(Supplied data Opens)

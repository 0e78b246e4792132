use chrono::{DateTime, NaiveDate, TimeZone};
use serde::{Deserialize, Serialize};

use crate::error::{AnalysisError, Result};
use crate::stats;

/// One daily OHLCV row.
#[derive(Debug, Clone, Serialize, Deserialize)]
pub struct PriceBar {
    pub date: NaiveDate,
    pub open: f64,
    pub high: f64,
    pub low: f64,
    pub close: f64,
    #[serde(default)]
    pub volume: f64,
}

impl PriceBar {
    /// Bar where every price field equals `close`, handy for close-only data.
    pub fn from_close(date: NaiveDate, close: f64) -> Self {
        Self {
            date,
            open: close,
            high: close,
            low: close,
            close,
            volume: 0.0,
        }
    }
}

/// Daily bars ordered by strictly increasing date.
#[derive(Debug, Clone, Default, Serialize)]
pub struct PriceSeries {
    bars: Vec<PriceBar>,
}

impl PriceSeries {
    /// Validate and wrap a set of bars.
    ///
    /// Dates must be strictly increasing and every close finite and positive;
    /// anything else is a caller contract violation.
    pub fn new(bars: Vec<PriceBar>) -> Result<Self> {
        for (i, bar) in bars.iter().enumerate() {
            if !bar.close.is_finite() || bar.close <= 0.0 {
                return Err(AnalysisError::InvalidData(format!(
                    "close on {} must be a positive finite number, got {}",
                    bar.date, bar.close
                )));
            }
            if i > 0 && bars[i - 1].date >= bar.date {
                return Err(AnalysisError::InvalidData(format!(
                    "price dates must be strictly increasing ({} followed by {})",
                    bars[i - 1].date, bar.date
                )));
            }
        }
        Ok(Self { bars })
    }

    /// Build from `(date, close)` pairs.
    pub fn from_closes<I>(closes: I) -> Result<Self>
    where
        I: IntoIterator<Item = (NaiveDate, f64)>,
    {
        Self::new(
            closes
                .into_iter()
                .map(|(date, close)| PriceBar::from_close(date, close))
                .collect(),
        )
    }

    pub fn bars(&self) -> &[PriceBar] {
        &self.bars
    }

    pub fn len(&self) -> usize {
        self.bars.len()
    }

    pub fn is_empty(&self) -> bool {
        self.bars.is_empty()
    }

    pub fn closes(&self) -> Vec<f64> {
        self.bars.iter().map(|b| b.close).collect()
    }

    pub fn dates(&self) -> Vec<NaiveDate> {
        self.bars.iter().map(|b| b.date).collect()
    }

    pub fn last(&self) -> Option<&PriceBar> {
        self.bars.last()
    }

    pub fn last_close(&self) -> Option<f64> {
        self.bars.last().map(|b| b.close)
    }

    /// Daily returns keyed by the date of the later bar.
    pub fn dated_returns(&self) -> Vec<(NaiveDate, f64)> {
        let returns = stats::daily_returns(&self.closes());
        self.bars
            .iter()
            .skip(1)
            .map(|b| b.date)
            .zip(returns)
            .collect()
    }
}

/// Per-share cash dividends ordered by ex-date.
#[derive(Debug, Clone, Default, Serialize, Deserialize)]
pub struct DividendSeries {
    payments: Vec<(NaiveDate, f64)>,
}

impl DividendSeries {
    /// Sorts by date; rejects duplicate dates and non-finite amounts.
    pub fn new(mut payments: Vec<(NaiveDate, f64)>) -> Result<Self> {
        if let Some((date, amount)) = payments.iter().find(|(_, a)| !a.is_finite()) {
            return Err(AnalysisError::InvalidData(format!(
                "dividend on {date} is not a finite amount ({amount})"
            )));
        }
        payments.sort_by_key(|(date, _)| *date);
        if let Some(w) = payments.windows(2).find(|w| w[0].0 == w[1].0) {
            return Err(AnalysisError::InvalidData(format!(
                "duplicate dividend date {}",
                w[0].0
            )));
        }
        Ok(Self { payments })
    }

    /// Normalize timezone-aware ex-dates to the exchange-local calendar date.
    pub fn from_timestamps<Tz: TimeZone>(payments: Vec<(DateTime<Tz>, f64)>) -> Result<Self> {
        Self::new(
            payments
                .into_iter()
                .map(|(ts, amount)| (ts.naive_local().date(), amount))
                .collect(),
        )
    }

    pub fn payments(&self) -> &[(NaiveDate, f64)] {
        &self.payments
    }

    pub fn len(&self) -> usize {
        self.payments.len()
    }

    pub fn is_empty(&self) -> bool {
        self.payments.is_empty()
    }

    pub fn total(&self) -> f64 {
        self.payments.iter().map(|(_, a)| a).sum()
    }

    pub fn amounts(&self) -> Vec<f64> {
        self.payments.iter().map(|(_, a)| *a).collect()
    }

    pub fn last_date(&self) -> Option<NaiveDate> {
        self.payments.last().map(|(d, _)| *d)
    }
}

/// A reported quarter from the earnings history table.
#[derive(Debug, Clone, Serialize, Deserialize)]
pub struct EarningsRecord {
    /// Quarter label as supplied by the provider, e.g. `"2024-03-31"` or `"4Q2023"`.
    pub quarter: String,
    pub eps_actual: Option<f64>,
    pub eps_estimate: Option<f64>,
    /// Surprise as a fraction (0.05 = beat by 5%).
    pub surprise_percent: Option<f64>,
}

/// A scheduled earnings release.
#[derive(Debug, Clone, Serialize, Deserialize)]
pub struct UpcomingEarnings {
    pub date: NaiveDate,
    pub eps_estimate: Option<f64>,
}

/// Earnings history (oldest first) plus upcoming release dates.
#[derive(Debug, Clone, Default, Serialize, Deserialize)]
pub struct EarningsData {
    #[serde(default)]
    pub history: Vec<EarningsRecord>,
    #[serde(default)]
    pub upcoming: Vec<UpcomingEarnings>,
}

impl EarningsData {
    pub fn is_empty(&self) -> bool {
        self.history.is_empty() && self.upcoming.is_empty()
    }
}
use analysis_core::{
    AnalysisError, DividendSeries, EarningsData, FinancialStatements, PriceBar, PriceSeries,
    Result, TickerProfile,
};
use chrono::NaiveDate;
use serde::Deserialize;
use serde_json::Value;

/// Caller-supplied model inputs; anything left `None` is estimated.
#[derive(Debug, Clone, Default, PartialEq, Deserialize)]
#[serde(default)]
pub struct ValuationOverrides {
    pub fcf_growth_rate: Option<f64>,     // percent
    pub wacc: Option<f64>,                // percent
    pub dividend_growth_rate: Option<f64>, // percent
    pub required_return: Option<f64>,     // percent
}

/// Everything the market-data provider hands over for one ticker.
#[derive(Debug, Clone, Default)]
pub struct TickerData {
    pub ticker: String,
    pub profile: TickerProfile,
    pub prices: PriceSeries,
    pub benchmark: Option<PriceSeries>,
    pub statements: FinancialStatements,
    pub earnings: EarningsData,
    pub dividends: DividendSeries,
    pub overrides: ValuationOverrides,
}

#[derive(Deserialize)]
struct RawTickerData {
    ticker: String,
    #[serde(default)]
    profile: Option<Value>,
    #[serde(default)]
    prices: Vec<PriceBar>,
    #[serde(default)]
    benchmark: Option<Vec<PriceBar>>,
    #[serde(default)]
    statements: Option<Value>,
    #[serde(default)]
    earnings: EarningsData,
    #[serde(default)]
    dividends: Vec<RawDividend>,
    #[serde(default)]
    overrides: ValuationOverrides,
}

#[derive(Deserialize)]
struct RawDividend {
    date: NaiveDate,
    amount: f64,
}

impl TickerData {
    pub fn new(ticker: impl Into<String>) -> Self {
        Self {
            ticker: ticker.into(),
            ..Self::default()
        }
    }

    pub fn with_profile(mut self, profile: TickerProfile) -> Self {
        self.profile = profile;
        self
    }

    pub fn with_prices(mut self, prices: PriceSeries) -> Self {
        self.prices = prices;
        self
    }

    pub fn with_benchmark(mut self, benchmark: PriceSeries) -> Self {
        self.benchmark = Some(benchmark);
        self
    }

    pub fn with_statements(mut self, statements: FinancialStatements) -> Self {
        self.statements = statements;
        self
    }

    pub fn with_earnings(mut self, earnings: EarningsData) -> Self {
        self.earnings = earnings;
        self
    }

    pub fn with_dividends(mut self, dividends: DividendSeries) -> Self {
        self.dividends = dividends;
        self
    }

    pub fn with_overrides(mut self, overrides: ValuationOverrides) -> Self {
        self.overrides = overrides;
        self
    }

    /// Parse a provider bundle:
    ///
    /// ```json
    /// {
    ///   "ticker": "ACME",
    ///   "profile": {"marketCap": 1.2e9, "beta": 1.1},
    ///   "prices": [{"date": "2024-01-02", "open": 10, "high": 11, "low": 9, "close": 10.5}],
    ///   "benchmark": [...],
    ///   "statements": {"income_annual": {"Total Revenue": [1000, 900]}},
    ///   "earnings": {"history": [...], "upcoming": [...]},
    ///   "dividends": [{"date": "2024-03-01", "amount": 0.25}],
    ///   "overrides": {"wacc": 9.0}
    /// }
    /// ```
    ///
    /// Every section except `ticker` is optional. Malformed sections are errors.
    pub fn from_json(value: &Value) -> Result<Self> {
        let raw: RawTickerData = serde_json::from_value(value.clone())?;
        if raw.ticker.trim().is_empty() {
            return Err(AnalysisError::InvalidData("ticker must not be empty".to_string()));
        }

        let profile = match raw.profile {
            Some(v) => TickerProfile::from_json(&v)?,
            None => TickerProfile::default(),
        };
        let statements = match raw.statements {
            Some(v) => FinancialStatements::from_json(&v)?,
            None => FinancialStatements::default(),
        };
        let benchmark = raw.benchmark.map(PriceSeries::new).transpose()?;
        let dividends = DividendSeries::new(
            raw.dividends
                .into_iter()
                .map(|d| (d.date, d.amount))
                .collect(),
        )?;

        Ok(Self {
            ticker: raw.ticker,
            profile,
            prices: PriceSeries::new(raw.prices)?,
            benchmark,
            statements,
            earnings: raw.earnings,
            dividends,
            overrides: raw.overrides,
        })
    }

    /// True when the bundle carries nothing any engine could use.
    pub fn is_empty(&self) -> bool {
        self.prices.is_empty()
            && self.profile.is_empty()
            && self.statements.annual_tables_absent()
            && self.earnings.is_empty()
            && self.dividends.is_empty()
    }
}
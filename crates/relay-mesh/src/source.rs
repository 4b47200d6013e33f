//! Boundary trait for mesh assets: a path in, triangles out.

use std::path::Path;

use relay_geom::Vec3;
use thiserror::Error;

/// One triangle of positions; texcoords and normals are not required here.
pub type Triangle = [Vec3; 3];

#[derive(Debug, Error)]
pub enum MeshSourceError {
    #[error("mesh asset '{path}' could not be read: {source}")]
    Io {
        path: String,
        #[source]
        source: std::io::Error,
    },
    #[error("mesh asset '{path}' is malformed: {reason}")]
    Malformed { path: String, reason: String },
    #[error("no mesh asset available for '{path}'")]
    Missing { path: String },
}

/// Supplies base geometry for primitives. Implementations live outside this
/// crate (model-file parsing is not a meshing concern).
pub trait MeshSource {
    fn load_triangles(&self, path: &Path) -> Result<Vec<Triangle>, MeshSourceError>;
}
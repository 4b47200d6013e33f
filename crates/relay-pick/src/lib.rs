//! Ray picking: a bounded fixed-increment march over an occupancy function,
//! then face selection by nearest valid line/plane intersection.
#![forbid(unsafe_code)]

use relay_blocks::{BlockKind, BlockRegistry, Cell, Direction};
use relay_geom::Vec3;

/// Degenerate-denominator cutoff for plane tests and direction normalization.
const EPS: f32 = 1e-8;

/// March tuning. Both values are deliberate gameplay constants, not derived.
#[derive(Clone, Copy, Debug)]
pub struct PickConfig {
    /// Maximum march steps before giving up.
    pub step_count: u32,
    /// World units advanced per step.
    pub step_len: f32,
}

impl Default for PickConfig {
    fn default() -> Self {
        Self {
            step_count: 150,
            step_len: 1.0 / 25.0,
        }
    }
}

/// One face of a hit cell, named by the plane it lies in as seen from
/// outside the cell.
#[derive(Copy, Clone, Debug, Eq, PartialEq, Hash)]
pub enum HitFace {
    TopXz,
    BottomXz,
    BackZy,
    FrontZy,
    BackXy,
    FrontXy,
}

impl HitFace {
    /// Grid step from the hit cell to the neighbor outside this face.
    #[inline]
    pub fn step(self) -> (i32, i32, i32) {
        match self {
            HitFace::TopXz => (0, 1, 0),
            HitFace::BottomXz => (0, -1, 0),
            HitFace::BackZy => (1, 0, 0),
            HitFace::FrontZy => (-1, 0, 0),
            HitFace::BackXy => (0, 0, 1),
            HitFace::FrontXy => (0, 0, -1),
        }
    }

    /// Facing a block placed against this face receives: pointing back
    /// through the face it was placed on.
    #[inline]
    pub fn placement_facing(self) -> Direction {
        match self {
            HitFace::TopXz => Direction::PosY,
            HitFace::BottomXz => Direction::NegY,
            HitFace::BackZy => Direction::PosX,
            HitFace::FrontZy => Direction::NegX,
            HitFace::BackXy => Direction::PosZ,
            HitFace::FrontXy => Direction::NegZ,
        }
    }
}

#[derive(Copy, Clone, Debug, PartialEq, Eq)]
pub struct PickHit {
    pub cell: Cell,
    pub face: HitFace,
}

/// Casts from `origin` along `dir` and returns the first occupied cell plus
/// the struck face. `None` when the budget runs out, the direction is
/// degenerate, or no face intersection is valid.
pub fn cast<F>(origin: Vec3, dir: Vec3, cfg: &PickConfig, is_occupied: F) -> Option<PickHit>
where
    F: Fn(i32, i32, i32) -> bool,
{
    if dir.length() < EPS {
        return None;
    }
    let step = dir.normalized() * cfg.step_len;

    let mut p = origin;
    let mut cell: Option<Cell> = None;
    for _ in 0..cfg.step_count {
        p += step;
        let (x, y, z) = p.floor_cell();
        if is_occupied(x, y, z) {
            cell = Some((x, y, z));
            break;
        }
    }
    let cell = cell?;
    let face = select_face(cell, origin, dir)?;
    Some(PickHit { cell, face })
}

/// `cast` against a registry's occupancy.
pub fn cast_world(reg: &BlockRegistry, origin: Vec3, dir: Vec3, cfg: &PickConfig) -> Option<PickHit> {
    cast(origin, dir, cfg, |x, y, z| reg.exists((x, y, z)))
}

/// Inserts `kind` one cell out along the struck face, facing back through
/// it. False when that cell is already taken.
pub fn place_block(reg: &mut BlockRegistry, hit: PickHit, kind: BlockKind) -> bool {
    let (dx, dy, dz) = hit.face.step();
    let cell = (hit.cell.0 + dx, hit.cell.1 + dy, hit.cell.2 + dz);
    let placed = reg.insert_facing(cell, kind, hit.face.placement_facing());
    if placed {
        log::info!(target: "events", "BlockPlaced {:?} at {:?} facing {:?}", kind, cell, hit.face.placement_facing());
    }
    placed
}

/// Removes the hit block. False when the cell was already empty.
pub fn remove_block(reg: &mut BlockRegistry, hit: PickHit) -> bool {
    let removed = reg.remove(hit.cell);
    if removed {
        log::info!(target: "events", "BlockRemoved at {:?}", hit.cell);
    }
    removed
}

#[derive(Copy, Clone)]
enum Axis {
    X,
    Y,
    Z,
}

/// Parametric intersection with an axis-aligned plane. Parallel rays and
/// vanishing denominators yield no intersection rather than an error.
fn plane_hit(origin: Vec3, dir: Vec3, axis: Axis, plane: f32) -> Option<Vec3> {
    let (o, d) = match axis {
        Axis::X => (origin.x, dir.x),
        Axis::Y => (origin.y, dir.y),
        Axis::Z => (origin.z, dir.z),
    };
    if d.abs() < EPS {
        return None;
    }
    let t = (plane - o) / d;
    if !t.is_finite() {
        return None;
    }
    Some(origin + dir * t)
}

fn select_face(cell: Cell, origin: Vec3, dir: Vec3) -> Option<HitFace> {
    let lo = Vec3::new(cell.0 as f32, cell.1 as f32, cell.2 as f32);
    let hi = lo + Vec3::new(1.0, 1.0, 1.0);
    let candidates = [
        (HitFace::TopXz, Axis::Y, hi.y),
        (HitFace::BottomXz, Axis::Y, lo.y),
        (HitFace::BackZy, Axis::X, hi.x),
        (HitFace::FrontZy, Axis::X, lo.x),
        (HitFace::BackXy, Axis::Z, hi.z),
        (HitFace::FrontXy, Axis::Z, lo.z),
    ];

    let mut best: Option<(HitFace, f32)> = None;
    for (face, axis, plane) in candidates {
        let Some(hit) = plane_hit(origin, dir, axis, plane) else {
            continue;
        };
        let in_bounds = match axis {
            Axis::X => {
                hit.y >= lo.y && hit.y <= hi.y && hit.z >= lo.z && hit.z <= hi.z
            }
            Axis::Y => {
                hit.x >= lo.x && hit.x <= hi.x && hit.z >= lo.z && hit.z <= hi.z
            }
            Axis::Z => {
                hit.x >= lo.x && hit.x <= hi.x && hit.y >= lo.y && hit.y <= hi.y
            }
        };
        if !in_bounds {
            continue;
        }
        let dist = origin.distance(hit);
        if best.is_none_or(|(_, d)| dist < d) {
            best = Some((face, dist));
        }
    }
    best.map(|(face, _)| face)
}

(Supplied data Closes)

* Task prompt
Should a line in the material contain "ordered", copy it.

* Exercise solution
/// Daily bars ordered by strictly increasing date.
/// Per-share cash dividends ordered by ex-date.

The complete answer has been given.